Coder Social home page Coder Social logo

Comments (6)

edeutsch avatar edeutsch commented on August 22, 2024

This is currently legal:
[TMT6plex]-ATPEILTCNSIGCLK[TMT6plex]
<[TMT6plex]@k>[TMT6plex]-ATPEILTCNSIGCLK

Options to extend:
<[TMT6plex]@k,N-term>ATPEILTCNSIGCLK (use 'N-term' and 'C-term')
<[TMT6plex]@k,n>ATPEILTCNSIGCLK (use lower case n and c)
<[TMT6plex]@k,^>ATPEILTCNSIGCLK (use ^ for N-term and $ for C-term)

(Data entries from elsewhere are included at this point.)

//! Resolver error categorization.
//!
//! Maps hickory resolver errors onto the coarse [`LookupFailure`] categories
//! reported with unresolved outcomes.

use hickory_resolver::error::{ResolveError, ResolveErrorKind};
use hickory_resolver::proto::op::ResponseCode;

use super::types::{LookupError, LookupFailure};

/// Categorizes a `ResolveError` into a `LookupFailure`.
///
/// # Arguments
///
/// * `error` - The `ResolveError` to categorize
///
/// # Returns
///
/// The matching `LookupFailure` category.
pub fn categorize_resolve_error(error: &ResolveError) -> LookupFailure {
    match error.kind() {
        ResolveErrorKind::Timeout => LookupFailure::Timeout,
        ResolveErrorKind::NoRecordsFound { response_code, .. } => {
            categorize_response_code(*response_code)
        }
        ResolveErrorKind::Io(_) | ResolveErrorKind::Proto(_) => LookupFailure::Network,
        ResolveErrorKind::NoConnections => LookupFailure::Network,
        _ => LookupFailure::Other,
    }
}

/// Categorizes the response code of a negative answer.
pub fn categorize_response_code(code: ResponseCode) -> LookupFailure {
    match code {
        ResponseCode::NXDomain => LookupFailure::NxDomain,
        ResponseCode::NoError | ResponseCode::Refused => LookupFailure::NoRecords,
        ResponseCode::ServFail => LookupFailure::Network,
        _ => LookupFailure::Other,
    }
}

impl From<ResolveError> for LookupError {
    fn from(error: ResolveError) -> Self {
        LookupError::new(categorize_resolve_error(&error), error.to_string())
    }
}

#[cfg(test)]
mod tests {
    use super::*;

    #[test]
    fn test_categorize_timeout() {
        let error = ResolveError::from(ResolveErrorKind::Timeout);
        assert_eq!(categorize_resolve_error(&error), LookupFailure::Timeout);
    }

    #[test]
    fn test_categorize_message() {
        let error = ResolveError::from("resolver exploded");
        assert_eq!(categorize_resolve_error(&error), LookupFailure::Other);
    }

    #[test]
    fn test_categorize_io() {
        let io = std::io::Error::new(std::io::ErrorKind::ConnectionRefused, "refused");
        let error = ResolveError::from(io);
        assert_eq!(categorize_resolve_error(&error), LookupFailure::Network);
    }

    #[test]
    fn test_categorize_response_codes() {
        assert_eq!(
            categorize_response_code(ResponseCode::NXDomain),
            LookupFailure::NxDomain
        );
        assert_eq!(
            categorize_response_code(ResponseCode::NoError),
            LookupFailure::NoRecords
        );
        assert_eq!(
            categorize_response_code(ResponseCode::ServFail),
            LookupFailure::Network
        );
        assert_eq!(
            categorize_response_code(ResponseCode::FormErr),
            LookupFailure::Other
        );
    }

    #[test]
    fn test_lookup_error_from_resolve_error_keeps_message() {
        let error: LookupError = ResolveError::from(ResolveErrorKind::Timeout).into();
        assert_eq!(error.kind, LookupFailure::Timeout);
        assert!(!error.message.is_empty());
    }
}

ProForma current allows amino acids to be lower case, so the second is not a good idea
Seems like the preferred format would be:
<[TMT6plex]@k,N-term>ATPEILTCNSIGCLK

If we wanted to support N-term amino acids:
<[TMT6plex]@k,N-term,N-term A>ATPEILTCASIGCLK
<[TMT6plex]@k,N-term,N-term(A)>ATPEILTCASIGCLK

<[TMT6plex]@k,N-term,N-term:AS>ATPEILTCASIGCLK
<[TMT6plex]@k,N-term,N-term(AS)>ATPEILTCASIGCLK

After discussion, end up
<[TMT6plex]@k,N-term>ATPEILTCASIGCLK
<[TMT6plex]@k,N-term:A,N-term:S>ATPEILD[U:Cation:Fe[III]]CASIGCLK

Discuss again with other ProForma 2.0 stakeholders

Other potential things to change:

  • Clearly specify the order of <>{}[] at the front
  • This is not clearly defined in the text of the spec. Update to specify more clearly.

from proforma.

douweschulte avatar douweschulte commented on August 22, 2024

As a bit of a follow up thought after the meeting. I would argue for @N-term:ABC as a valid representation of the concept of a modification on the N terminus of Alanine, Ambiguous glutamine, or Cysteine. The idea in the meeting itself was to not allow this form and instead use @N-term:A,N-term:B,N-term:C which is a slightly easier grammar.

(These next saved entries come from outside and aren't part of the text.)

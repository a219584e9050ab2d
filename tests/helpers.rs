// Shared test helpers: a scripted resolver lookup and prober/session builders.
//
// This module provides common utilities used across multiple test files to reduce duplication.

use std::collections::HashMap;
use std::net::Ipv4Addr;
use std::sync::atomic::{AtomicUsize, Ordering};
use std::sync::{Arc, Mutex};
use std::time::Duration;

use async_trait::async_trait;
use tokio::sync::Notify;

use dns_propagation::{
    AddressLookup, CheckSession, LookupError, LookupFailure, Prober, ResolverEndpoint,
    ResolverSet,
};

#[allow(dead_code)]
pub const TARGET: Ipv4Addr = Ipv4Addr::new(192, 0, 2, 10);
#[allow(dead_code)]
pub const OTHER: Ipv4Addr = Ipv4Addr::new(203, 0, 113, 5);
#[allow(dead_code)]
pub const QUERY_TIMEOUT: Duration = Duration::from_secs(3);
#[allow(dead_code)]
pub const INTERVAL: Duration = Duration::from_secs(1);

/// How a scripted resolver answers.
#[derive(Debug, Clone)]
#[allow(dead_code)]
pub enum Script {
    /// Answer immediately with these addresses.
    Answer(Vec<Ipv4Addr>),
    /// Answer with these addresses after a delay.
    Delayed(Duration, Vec<Ipv4Addr>),
    /// Fail immediately.
    Fail(LookupFailure),
    /// Never answer.
    Hang,
    /// Answer once `ScriptedLookup::release` is called.
    Gated(Vec<Ipv4Addr>),
}

/// Decrements the in-flight counter when a query finishes or is dropped.
struct InFlight<'a>(&'a AtomicUsize);

impl Drop for InFlight<'_> {
    fn drop(&mut self) {
        self.0.fetch_sub(1, Ordering::SeqCst);
    }
}

/// An `AddressLookup` answering from per-resolver scripts.
///
/// Scripts can be swapped while a session runs. Unscripted resolvers fail with
/// `LookupFailure::Other`.
#[derive(Default)]
pub struct ScriptedLookup {
    scripts: Mutex<HashMap<String, Script>>,
    calls: AtomicUsize,
    in_flight: AtomicUsize,
    max_in_flight: AtomicUsize,
    gate: Notify,
}

#[allow(dead_code)]
impl ScriptedLookup {
    pub fn new() -> Self {
        Self::default()
    }

    /// Same script for every resolver of the default set.
    pub fn uniform(script: Script) -> Self {
        let lookup = Self::new();
        for endpoint in ResolverSet::default().list() {
            lookup.set(&endpoint.name, script.clone());
        }
        lookup
    }

    pub fn set(&self, resolver_name: &str, script: Script) {
        self.scripts
            .lock()
            .unwrap()
            .insert(resolver_name.to_string(), script);
    }

    pub fn calls(&self) -> usize {
        self.calls.load(Ordering::SeqCst)
    }

    pub fn max_in_flight(&self) -> usize {
        self.max_in_flight.load(Ordering::SeqCst)
    }

    /// Lets every query currently waiting on `Script::Gated` answer.
    pub fn release(&self) {
        self.gate.notify_waiters();
    }

    /// Waits (in small virtual-time steps) until at least `n` queries started.
    pub async fn wait_for_calls(&self, n: usize) {
        while self.calls() < n {
            tokio::time::sleep(Duration::from_millis(1)).await;
        }
    }
}

#[async_trait]
impl AddressLookup for ScriptedLookup {
    async fn lookup_ipv4(
        &self,
        endpoint: &ResolverEndpoint,
        _domain: &str,
    ) -> Result<Vec<Ipv4Addr>, LookupError> {
        let script = self.scripts.lock().unwrap().get(&endpoint.name).cloned();
        self.calls.fetch_add(1, Ordering::SeqCst);
        let now = self.in_flight.fetch_add(1, Ordering::SeqCst) + 1;
        self.max_in_flight.fetch_max(now, Ordering::SeqCst);
        let _guard = InFlight(&self.in_flight);

        match script {
            Some(Script::Answer(addresses)) => Ok(addresses),
            Some(Script::Delayed(delay, addresses)) => {
                tokio::time::sleep(delay).await;
                Ok(addresses)
            }
            Some(Script::Fail(kind)) => Err(LookupError::new(kind, "scripted failure")),
            Some(Script::Hang) => std::future::pending().await,
            Some(Script::Gated(addresses)) => {
                self.gate.notified().await;
                Ok(addresses)
            }
            None => Err(LookupError::new(LookupFailure::Other, "unscripted resolver")),
        }
    }
}

/// Prober over the default resolver set.
#[allow(dead_code)]
pub fn prober(lookup: Arc<ScriptedLookup>) -> Arc<Prober> {
    Arc::new(Prober::new(ResolverSet::default(), lookup, QUERY_TIMEOUT))
}

/// Session over the default resolver set, polling every `INTERVAL`.
#[allow(dead_code)]
pub fn session(lookup: Arc<ScriptedLookup>) -> CheckSession {
    CheckSession::with_interval(prober(lookup), INTERVAL)
}

/// Scripts the five default resolvers in order.
#[allow(dead_code)]
pub fn scripted(scripts: [Script; 5]) -> Arc<ScriptedLookup> {
    let lookup = ScriptedLookup::new();
    for (endpoint, script) in ResolverSet::default().list().iter().zip(scripts) {
        lookup.set(&endpoint.name, script);
    }
    Arc::new(lookup)
}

My argument for allowing the first form is that this is easier to type out. This makes the grammar slightly more complex but there is no dividing character used so the rule is that anything (alphabetic characters only) following the colon is a location where this modification can be placed. In terms of logic for the parser this is not much more complex because it had to check if the character following the initial amino acid is a comma anyways and with this addition it just has to keep taking input until the next comma.

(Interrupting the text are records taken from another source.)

//! Error handling and failure statistics.
//!
//! This module provides:
//! - Error type definitions (initialization, configuration, input, lookup)
//! - Categorization of resolver errors into coarse failure categories
//! - Failure statistics tracking
//!
//! Only configuration and input errors ever reach the caller. Lookup errors
//! are downgraded to unresolved outcomes inside the probe.

mod categorization;
mod stats;
mod types;

// Re-export public API
pub use categorization::{categorize_resolve_error, categorize_response_code};
pub use stats::FailureStats;
pub use types::{ConfigError, InitializationError, InputError, LookupError, LookupFailure};

#[cfg(test)]
mod tests {
    use super::*;
    use strum::IntoEnumIterator;

    #[test]
    fn test_failure_stats_initialization() {
        let stats = FailureStats::new();
        for failure in LookupFailure::iter() {
            assert_eq!(stats.count(failure), 0);
        }
        assert_eq!(stats.total(), 0);
    }

    #[test]
    fn test_failure_stats_increment() {
        let stats = FailureStats::new();
        stats.increment(LookupFailure::Timeout);
        stats.increment(LookupFailure::Timeout);
        stats.increment(LookupFailure::NxDomain);

        assert_eq!(stats.count(LookupFailure::Timeout), 2);
        assert_eq!(stats.count(LookupFailure::NxDomain), 1);
        assert_eq!(stats.count(LookupFailure::Network), 0);
        assert_eq!(stats.total(), 3);
    }

    #[test]
    fn test_lookup_failure_display() {
        assert_eq!(LookupFailure::Timeout.to_string(), "timeout");
        assert_eq!(LookupFailure::NxDomain.to_string(), "nxdomain");
        assert_eq!(LookupFailure::NoRecords.to_string(), "no records");
    }

    #[test]
    fn test_lookup_error_display() {
        let error = LookupError::new(LookupFailure::Network, "connection refused");
        assert_eq!(error.to_string(), "network error: connection refused");
        assert_eq!(LookupError::timeout().kind, LookupFailure::Timeout);
    }

    #[test]
    fn test_input_error_messages() {
        assert_eq!(InputError::EmptyDomain.to_string(), "Domain is empty");
        assert_eq!(
            InputError::InvalidTargetIp("300.1.1.1".into()).to_string(),
            "Invalid IPv4 address: 300.1.1.1"
        );
    }
}
//! Presentation helpers used by the command-line front end.
//!
//! This module provides result rendering, the success cue, stop conditions
//! (Ctrl-C, deadline) and session statistics.

pub mod notify;
pub mod render;
pub mod shutdown;
pub mod statistics;

// Re-export public API
pub use notify::ring_bell;
pub use render::format_probe;
pub use shutdown::{wait_for_stop, StopReason};
pub use statistics::{print_session_statistics, SessionStatistics};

On the level of complexity for the intermediate representation used any program using pro forma notation I would argue there is no difference in either syntax. So that means that any program able to handle the N-term:A,N-term:B notation can without any changes to the code (except for the parser of course) handle the N-term:AB notation.

But I am quite interested to hear about the feasibility from the other people writing ProForma parsers. This mostly reflects how my parser is written and it might be harder if you are using other libraries or parser generators.

from proforma.

mobiusklein avatar mobiusklein commented on August 22, 2024

My argument against the N-term:ABC notation, or packing for ease of reference, is that it introduces an extra layer of complexity and it introduces a second way of specifying a list of amino acid targets. The first is colored by my own implementation choices, but suppose we have the following abstract types:

class ModificationRule {
  modification: Modification
  targets: List<ModificationTarget>
}

class ModificationTarget {
  amino_acid: String | null
  terminal: String | null
}

This fully covers the first existing usage, where each amino acid is a separate ModificationTarget. If we allow packing we now need to allow a ModificationTarget to cover multiple amino acids, or we need to add an extra step after parsing where we split those overloaded targets into separate entries. If we allow variadic ModificationTargets, then we break an implicit contract that a target is about a single amino acid. If we do introduce an intermediate splitting step, we break the 1:1 assumption between syntax and representation, and unless you implement rule merging, N-term:ABC may then be rendered N-term:A,N-term:B,N-term:C. ProForma explicitly doesn't advocate standard canonicalization rules, but round-tripping is nice to have.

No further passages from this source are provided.